I recently learned of Marie Hall Ets. I may have seen her name on the list of Caldecott Medal winners–she won it in 1960–but I hadn’t read anything until I saw a mention of her in a list of winners of a different award. From there I read an overview of her career, which lasted more than 30 years and included more than 20 books that she wrote and illustrated. I decided to see what she was like, and that led me to Play With Me, a 1955 picture book.

Play With Me has a very classic picture book feel to it. It has a tight focus, and a small one, but also an important one. A girl goes to a meadow to play, and asks first the grasshopper, then a frog, then a whole sequence of animals, one at a time, if the animal will play with her.

There’s one picture per page, usually arranged so the left page sets up a situation, and the right completes it: on page 2 the girl sees the grasshopper, and on page 3, the girl approaches it and it jumps away. The language is simple throughout, and there’s usually two lines of text per page. There’s a unified color scheme, largely a warm yellow of sunlight. Taken together, these factors create a cohesive whole, one a child can quickly identify and feel at ease with.

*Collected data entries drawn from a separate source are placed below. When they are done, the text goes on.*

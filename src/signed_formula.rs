//! A formula paired with a sign denoting a semantic commitment.

use std::fmt;

use crate::formula::{Arena, FormulaId};
use crate::sign::Sign;

/// A sign paired with a formula identifier.
///
/// `SignedFormula` is `Copy` because both `S: Sign` and `FormulaId` are `Copy`; this is what
/// makes appending to a branch, inserting into a processed-set, and cloning a branch's signed
/// formula list all cheap, regardless of how large the underlying formula tree is (it lives once
/// in the [`Arena`], not in the branch).
#[derive(Debug, Clone, Copy, PartialEq, Eq, Hash)]
pub struct SignedFormula<S: Sign> {
    pub sign: S,
    pub formula: FormulaId,
}

impl<S: Sign> SignedFormula<S> {
    pub fn new(sign: S, formula: FormulaId) -> Self {
        Self { sign, formula }
    }

    /// Two signed formulas contradict iff their formulas are equal and their signs contradict.
    /// Because formulas are hash-consed, "formulas are equal" is just `==` on
    /// [`FormulaId`].
    pub fn contradicts(self, other: Self) -> bool {
        self.formula == other.formula && self.sign.contradicts(other.sign)
    }

    pub fn display(self, arena: &Arena) -> String {
        format!("{}:{}", self.sign, arena.display_formula(self.formula))
    }
}

impl<S: Sign> fmt::Display for SignedFormula<S> {
    fn fmt(&self, f: &mut fmt::Formatter) -> fmt::Result {
        write!(f, "{}:#{}", self.sign, self.formula)
    }
}
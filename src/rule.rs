//! A per-logic table of expansion rules keyed by (sign, connective).
//!
//! A rule is a value, not a function with side effects: it pairs an applicability predicate with
//! an expansion function, both plain `fn` pointers, so the registry itself stays `Clone`-free data
//! that can be built once and shared read-only across engine runs.
//!
//! This module is the registration surface spec.md §6 item 3 asks for: a caller that wants a
//! fifth logic builds its own [`Sign`] implementation (already public), assembles a
//! [`RuleRegistry`] of [`Rule`]s for it with [`RuleRegistry::register`], and hands the result to
//! [`crate::engine::Engine::new`] to get a working, statically-typed [`crate::engine::Engine`] —
//! without touching anything in this crate. See `DESIGN.md` for why this is a typed constructor
//! rather than the string-keyed `register(name, signs, contradiction_fn, rules)` free function
//! spec.md's prose literally names.

use crate::formula::{Arena, FormulaId};
use crate::sign::Sign;
use crate::signed_formula::SignedFormula;

/// Priority bands controlling expansion order. Lower fires first.
pub mod priority {
    /// Immediate simplifications (e.g. double negation).
    pub const IMMEDIATE: u8 = 0;
    /// α-rules: linear, extend the current branch.
    pub const ALPHA: u8 = 1;
    /// Negation/duality rules.
    pub const NEGATION: u8 = 2;
    /// β-rules: branching, replace the current branch with k > 1 children.
    pub const BETA: u8 = 3;
    /// Reserved for quantifier and other expensive rules.
    pub const QUANTIFIER: u8 = 4;
}

/// Grants a rule's expansion function access to the branch-scoped state a quantifier rule needs:
/// a fresh-constant supply and the current constant domain.
///
/// This is deliberately not part of [`Rule::expand`]'s signature as a concrete type, so that
/// propositional rule sets (CPL) never need to know this trait exists; only the wKrQ quantifier
/// rules call into it. A custom logic with its own quantifier-like rules implements this on
/// whatever scoped state it needs; [`crate::branch::Branch`] is the implementation the built-in
/// logics use.
pub trait QuantifierContext {
    /// Introduces and returns a fresh constant, scoped so it cannot collide with a constant
    /// introduced on any other branch.
    fn fresh_constant(&mut self, arena: &mut Arena) -> crate::term::TermId;

    /// Returns the branch's current constant domain (grows as existential rules fire).
    fn domain_constants(&self) -> Vec<crate::term::TermId>;
}

/// The result of applying a rule to a signed formula.
///
/// For an α-rule (`is_linear = true`), `branches` holds exactly one list, whose contents are all
/// appended to the triggering branch. For a β-rule, `branches` holds k ≥ 2 lists; the engine
/// replaces the triggering branch with k children, each inheriting the parent's signed formulas
/// plus one list's contents.
pub struct Expansion<S: Sign> {
    pub is_linear: bool,
    pub branches: Vec<Vec<SignedFormula<S>>>,
}

impl<S: Sign> Expansion<S> {
    pub fn alpha(formulas: Vec<SignedFormula<S>>) -> Self {
        Self {
            is_linear: true,
            branches: vec![formulas],
        }
    }

    pub fn beta(branches: Vec<Vec<SignedFormula<S>>>) -> Self {
        debug_assert!(branches.len() >= 2, "a β-rule must produce at least two branches");
        Self {
            is_linear: false,
            branches,
        }
    }
}

/// A single expansion rule: an applicability predicate, a priority, and an expansion function.
pub struct Rule<S: Sign> {
    /// Name used in step-log / statistics output; purely diagnostic.
    pub name: &'static str,
    pub priority: u8,
    pub applies: fn(SignedFormula<S>, &Arena) -> bool,
    pub expand: fn(SignedFormula<S>, &mut Arena, &mut dyn QuantifierContext) -> Expansion<S>,
}

/// A per-logic table of rules, consulted by [`crate::branch::Branch::next_expandable`].
///
/// Rules are tried in registration order; when two rules of equal priority both apply (this
/// cannot happen for the rule sets this crate registers, since applicability patterns are
/// disjoint per sign+connective, but the tie-break is defined regardless), the
/// first-registered rule wins, matching [`Iterator::min_by_key`]'s documented behavior of
/// returning the first minimal element.
pub struct RuleRegistry<S: Sign> {
    rules: Vec<Rule<S>>,
}

impl<S: Sign> Default for RuleRegistry<S> {
    fn default() -> Self {
        Self::new()
    }
}

impl<S: Sign> RuleRegistry<S> {
    pub fn new() -> Self {
        Self { rules: Vec::new() }
    }

    pub fn register(&mut self, rule: Rule<S>) {
        self.rules.push(rule);
    }

    /// Returns the applicable rule of lowest numeric priority for `sf`, or `None` if no
    /// registered rule applies. `None` means the signed formula is not expandable, not an error.
    pub(crate) fn rule_for(&self, sf: SignedFormula<S>, arena: &Arena) -> Option<&Rule<S>> {
        self.rules
            .iter()
            .filter(|rule| (rule.applies)(sf, arena))
            .min_by_key(|rule| rule.priority)
    }

    pub(crate) fn has_rule(&self, sf: SignedFormula<S>, arena: &Arena) -> bool {
        self.rule_for(sf, arena).is_some()
    }
}

/// Helper used by every rule set's applicability predicate: is `formula` a [`FormulaId`] whose
/// node matches the shape `pattern` expects? Exists purely to avoid repeating the
/// `arena.node(formula)` call at every applicability predicate call site.
pub(crate) fn node<'a>(formula: FormulaId, arena: &'a Arena) -> &'a crate::formula::FormulaNode {
    arena.node(formula)
}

At roughly the midpoint of the book, the girl has asked all the animals she’s seen, and none will play with her. She gives up and sits on a rock where she watches a bug on the surface of the pond. And–and this is the nice twist of the book–as she is sitting there, all the animals she approached earlier comes back, one at a time. When she’s quiet, they all join her, including a fawn, who licks her cheek. And the girl is happy.

This book clearly demonstrates a number of useful principles: patients, how to deal with nature, how to focus, etc. And it is pleasant. I can see kids, especially quiet kids, liking this.